Dysfunction of the ribosome manifests during cellular senescence and contributes to tissue aging, functional decline, and development of aging-related disorders in ways that have remained enigmatic. Here, we conducted a comprehensive CRISPR-based loss-of-function (LOF) screen of ribosome-associated genes (RAGs) in human mesenchymal progenitor cells (hMPCs). Through this approach, we identified ribosomal protein L22 (RPL22) as the foremost RAG whose deficiency mitigates the effects of cellular senescence. Consequently, absence of RPL22 delays hMPCs from becoming senescent, while an excess of RPL22 accelerates the senescence process. Mechanistically, we found in senescent hMPCs, that RPL22 accumulates within the nucleolus. This accumulation triggers a cascade of events, including heterochromatin decompaction with concomitant degradation of key heterochromatin proteins, specifically heterochromatin protein 1? (HP1?) and heterochromatin protein KRAB-associated protein 1 (KAP1). Subsequently, RPL22-dependent breakdown of heterochromatin stimulates the transcription of ribosomal RNAs (rRNAs), triggering cellular senescence. In summary, our findings unveil a novel role for nucleolar RPL22 as a destabilizer of heterochromatin and a driver of cellular senescence, shedding new light on the intricate mechanisms underlying the aging process. Overall design: For our CRISPR screen, we first constructed a RAG library containing single guide RNAs (sgRNAs) targeting ribosome-related genes and based on the lentiCRISPRv2 plasmid (Addgene # 52961) as previously described.

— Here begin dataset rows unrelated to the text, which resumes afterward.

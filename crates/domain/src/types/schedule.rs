//! Schedule value types
//!
//! Immutable building blocks for maintenance-window schedules: the strategy
//! discriminator, time-of-day pairs, day-of-month specifiers, and the
//! concrete/unset date range.

use std::fmt;
use std::str::FromStr;

use chrono::{DateTime, FixedOffset};
use serde::{Deserialize, Serialize};

use crate::errors::{QuiesceError, Result};

/// Recurrence strategy of a maintenance window
#[derive(Debug, Clone, Copy, PartialEq, Eq, Serialize, Deserialize)]
#[serde(rename_all = "kebab-case")]
pub enum MaintenanceStrategy {
    /// No schedule; the window is switched on and off by hand
    Manual,
    /// One concrete (start, end) period
    Single,
    /// Repeats every N days
    RecurringInterval,
    /// Repeats on selected weekdays
    RecurringWeekday,
    /// Repeats on selected days of the month
    RecurringDayOfMonth,
    /// Driven by a cron expression plus a duration
    Cron,
}

impl MaintenanceStrategy {
    /// Stable wire string for this strategy
    pub const fn as_str(self) -> &'static str {
        match self {
            Self::Manual => "manual",
            Self::Single => "single",
            Self::RecurringInterval => "recurring-interval",
            Self::RecurringWeekday => "recurring-weekday",
            Self::RecurringDayOfMonth => "recurring-day-of-month",
            Self::Cron => "cron",
        }
    }
}

impl Default for MaintenanceStrategy {
    fn default() -> Self {
        Self::Manual
    }
}

impl fmt::Display for MaintenanceStrategy {
    fn fmt(&self, f: &mut fmt::Formatter<'_>) -> fmt::Result {
        f.write_str(self.as_str())
    }
}

/// Time-of-day triple
///
/// Components are range-checked on construction; a value that made it into
/// this type is always a valid wall-clock time.
#[derive(Debug, Clone, Copy, PartialEq, Eq, Serialize, Deserialize)]
pub struct TimeOfDay {
    pub hours: u8,
    pub minutes: u8,
    pub seconds: u8,
}

impl TimeOfDay {
    /// Build from raw host-supplied components.
    ///
    /// # Errors
    ///
    /// Returns `QuiesceError::Conversion` when any component is out of range
    /// (hours 0-23, minutes/seconds 0-59).
    pub fn new(hours: i64, minutes: i64, seconds: i64) -> Result<Self> {
        if !(0..24).contains(&hours) {
            return Err(QuiesceError::Conversion(format!("hours out of range: {}", hours)));
        }
        if !(0..60).contains(&minutes) {
            return Err(QuiesceError::Conversion(format!("minutes out of range: {}", minutes)));
        }
        if !(0..60).contains(&seconds) {
            return Err(QuiesceError::Conversion(format!("seconds out of range: {}", seconds)));
        }
        Ok(Self { hours: hours as u8, minutes: minutes as u8, seconds: seconds as u8 })
    }
}

impl fmt::Display for TimeOfDay {
    fn fmt(&self, f: &mut fmt::Formatter<'_>) -> fmt::Result {
        write!(f, "{:02}:{:02}:{:02}", self.hours, self.minutes, self.seconds)
    }
}

/// A (start, end) pair of times of day, always supplied together
#[derive(Debug, Clone, Copy, PartialEq, Eq, Serialize, Deserialize)]
pub struct TimeRange {
    pub start: TimeOfDay,
    pub end: TimeOfDay,
}

/// One day-of-month specifier
///
/// Either a plain calendar day or a distance from the end of the month
/// (canonical string form `lastDay<n>`). Numeric days are passed through as
/// authored without a 1-31 range check.
#[derive(Debug, Clone, Copy, PartialEq, Eq, Serialize, Deserialize)]
#[serde(into = "DayOfMonthRepr", try_from = "DayOfMonthRepr")]
pub enum DayOfMonth {
    /// Plain calendar day
    Day(i64),
    /// The n-th day counting back from the last day of the month
    FromEnd(u8),
}

impl FromStr for DayOfMonth {
    type Err = QuiesceError;

    fn from_str(s: &str) -> Result<Self> {
        let trimmed = s.trim();
        if let Some(offset) = trimmed.strip_prefix("lastDay") {
            let offset = offset.parse::<u8>().map_err(|_| {
                QuiesceError::Conversion(format!("invalid last-day specifier: {}", s))
            })?;
            return Ok(Self::FromEnd(offset));
        }
        trimmed
            .parse::<i64>()
            .map(Self::Day)
            .map_err(|_| QuiesceError::Conversion(format!("invalid day-of-month value: {}", s)))
    }
}

impl fmt::Display for DayOfMonth {
    fn fmt(&self, f: &mut fmt::Formatter<'_>) -> fmt::Result {
        match self {
            Self::Day(day) => write!(f, "{}", day),
            Self::FromEnd(offset) => write!(f, "lastDay{}", offset),
        }
    }
}

/// Wire shape of a day-of-month entry: number for plain days, string for
/// the last-day sentinel. Formatting happens only at this edge.
#[derive(Serialize, Deserialize)]
#[serde(untagged)]
enum DayOfMonthRepr {
    Number(i64),
    Text(String),
}

impl From<DayOfMonth> for DayOfMonthRepr {
    fn from(value: DayOfMonth) -> Self {
        match value {
            DayOfMonth::Day(day) => Self::Number(day),
            DayOfMonth::FromEnd(_) => Self::Text(value.to_string()),
        }
    }
}

impl TryFrom<DayOfMonthRepr> for DayOfMonth {
    type Error = QuiesceError;

    fn try_from(value: DayOfMonthRepr) -> Result<Self> {
        match value {
            DayOfMonthRepr::Number(day) => Ok(Self::Day(day)),
            DayOfMonthRepr::Text(text) => text.parse(),
        }
    }
}

/// Concrete (start, end) bounds of a window, or the unset sentinel used by
/// every recurring strategy to mean "derive occurrences from the rule"
#[derive(Debug, Clone, Copy, Default, PartialEq, Eq, Serialize, Deserialize)]
pub struct DateRange {
    pub start: Option<DateTime<FixedOffset>>,
    pub end: Option<DateTime<FixedOffset>>,
}

impl DateRange {
    /// The sentinel pair: both slots empty
    pub const fn unset() -> Self {
        Self { start: None, end: None }
    }

    /// Both endpoints, only when the range is fully specified
    pub fn complete(&self) -> Option<(DateTime<FixedOffset>, DateTime<FixedOffset>)> {
        match (self.start, self.end) {
            (Some(start), Some(end)) => Some((start, end)),
            _ => None,
        }
    }
}

/// Validated schedule payload of a maintenance window
///
/// Exactly one variant is meaningful per window at a time, so a field can
/// never be read or written under the wrong strategy. The timezone option
/// belongs to the four variants that schedule wall-clock time.
#[derive(Debug, Clone, PartialEq)]
pub enum MaintenanceSchedule {
    Manual,
    Single {
        start: DateTime<FixedOffset>,
        end: DateTime<FixedOffset>,
        timezone: Option<String>,
    },
    Interval {
        interval_days: i64,
        time_range: Option<TimeRange>,
        timezone: Option<String>,
    },
    Weekday {
        weekdays: Vec<u8>,
        time_range: Option<TimeRange>,
        timezone: Option<String>,
    },
    DayOfMonth {
        days: Vec<DayOfMonth>,
        time_range: Option<TimeRange>,
        timezone: Option<String>,
    },
    Cron {
        expression: String,
        duration_minutes: i64,
    },
}

impl MaintenanceSchedule {
    /// The discriminator this payload belongs to
    pub const fn strategy(&self) -> MaintenanceStrategy {
        match self {
            Self::Manual => MaintenanceStrategy::Manual,
            Self::Single { .. } => MaintenanceStrategy::Single,
            Self::Interval { .. } => MaintenanceStrategy::RecurringInterval,
            Self::Weekday { .. } => MaintenanceStrategy::RecurringWeekday,
            Self::DayOfMonth { .. } => MaintenanceStrategy::RecurringDayOfMonth,
            Self::Cron { .. } => MaintenanceStrategy::Cron,
        }
    }
}
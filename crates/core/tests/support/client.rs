use std::collections::HashMap;
use std::sync::atomic::{AtomicI64, AtomicUsize, Ordering};
use std::sync::Mutex;

use async_trait::async_trait;
use quiesce_core::MaintenanceClient;
use quiesce_domain::{MaintenanceWindow, QuiesceError, Result, Timeslot};

/// In-memory stand-in for the monitoring system.
///
/// Stores windows by identifier, assigns identifiers on create, and fills in
/// a minimal imitation of the server-computed fields so the read-path guards
/// have realistic input. Every call is counted so tests can assert "zero
/// external calls happened".
#[derive(Default)]
pub struct InMemoryMaintenanceClient {
    windows: Mutex<HashMap<i64, MaintenanceWindow>>,
    next_id: AtomicI64,
    calls: AtomicUsize,
    fail_next: Mutex<Option<QuiesceError>>,
}

impl InMemoryMaintenanceClient {
    pub fn new() -> Self {
        Self { next_id: AtomicI64::new(1), ..Self::default() }
    }

    /// Queue an error to be returned by the next call, whatever it is.
    pub fn fail_next(&self, err: QuiesceError) {
        *self.fail_next.lock().unwrap() = Some(err);
    }

    /// Total number of calls the service has issued so far.
    pub fn call_count(&self) -> usize {
        self.calls.load(Ordering::SeqCst)
    }

    /// Raw stored object, for asserting what the service actually sent.
    pub fn stored(&self, id: i64) -> Option<MaintenanceWindow> {
        self.windows.lock().unwrap().get(&id).cloned()
    }

    fn record_call(&self) -> Result<()> {
        self.calls.fetch_add(1, Ordering::SeqCst);
        match self.fail_next.lock().unwrap().take() {
            Some(err) => Err(err),
            None => Ok(()),
        }
    }

    /// Minimal stand-in for the scheduling math the real system performs.
    fn compute_derived(window: &mut MaintenanceWindow) {
        window.status = if window.active { "scheduled" } else { "inactive" }.to_string();
        window.timezone = if window.timezone_option.is_empty() {
            "UTC".to_string()
        } else {
            window.timezone_option.clone()
        };
        window.timezone_offset = "+00:00".to_string();
        window.timeslots = match window.date_range.complete() {
            Some((start, end)) => vec![Timeslot { start_date: start, end_date: end }],
            None => vec![],
        };
    }

    fn missing(id: i64) -> QuiesceError {
        QuiesceError::NotFound(format!("maintenance window {}", id))
    }
}

#[async_trait]
impl MaintenanceClient for InMemoryMaintenanceClient {
    async fn create_maintenance_window(
        &self,
        window: &MaintenanceWindow,
    ) -> Result<MaintenanceWindow> {
        self.record_call()?;
        let id = self.next_id.fetch_add(1, Ordering::SeqCst);
        let mut stored = window.clone();
        stored.id = Some(id);
        Self::compute_derived(&mut stored);
        self.windows.lock().unwrap().insert(id, stored.clone());
        Ok(stored)
    }

    async fn get_maintenance_window(&self, id: i64) -> Result<MaintenanceWindow> {
        self.record_call()?;
        self.windows.lock().unwrap().get(&id).cloned().ok_or_else(|| Self::missing(id))
    }

    async fn update_maintenance_window(&self, window: &MaintenanceWindow) -> Result<()> {
        self.record_call()?;
        let id = window
            .id
            .ok_or_else(|| QuiesceError::InvalidInput("update without identifier".to_string()))?;
        let mut windows = self.windows.lock().unwrap();
        if !windows.contains_key(&id) {
            return Err(Self::missing(id));
        }
        let mut stored = window.clone();
        Self::compute_derived(&mut stored);
        windows.insert(id, stored);
        Ok(())
    }

    async fn delete_maintenance_window(&self, id: i64) -> Result<()> {
        self.record_call()?;
        match self.windows.lock().unwrap().remove(&id) {
            Some(_) => Ok(()),
            None => Err(Self::missing(id)),
        }
    }
}
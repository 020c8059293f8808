//! Port interface to the external monitoring system
//!
//! This trait defines the boundary between lifecycle logic and whatever
//! transport reaches the monitoring system.

use async_trait::async_trait;
use quiesce_domain::{MaintenanceWindow, Result};

/// Maintenance-window operations of the monitoring system.
///
/// A "not found" outcome must surface as `QuiesceError::NotFound` so the
/// read path can tell an externally deleted window from a real failure.
#[async_trait]
pub trait MaintenanceClient: Send + Sync {
    /// Create a window, returning the canonical object with its generated id
    async fn create_maintenance_window(
        &self,
        window: &MaintenanceWindow,
    ) -> Result<MaintenanceWindow>;

    /// Fetch a window by identifier
    async fn get_maintenance_window(&self, id: i64) -> Result<MaintenanceWindow>;

    /// Replace an existing window
    async fn update_maintenance_window(&self, window: &MaintenanceWindow) -> Result<()>;

    /// Delete a window by identifier
    async fn delete_maintenance_window(&self, id: i64) -> Result<()>;
}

Then, we obtained a lentivirus library and infected senescent hMPCs at a low multiplicity of infection (MOI) (0.3) to ensure that one cell receives no more than one sgRNA. At the same time, we set up a control in which hMPCs were transduced with non-targeting control (NTC) at the same MOI. After two days, the cells transduced with sgRNA were put under puromycin selection (1 µg/ml) (InvivoGen) for six days, after which the cells switched to fresh medium without puromycin and passaged until the control cells underwent growth arrest. We harvested cells at different time points and extracted the genomic DNA using TIANamp Genomic DNA Kit (TIANGEN), according to the manufacturer's protocol.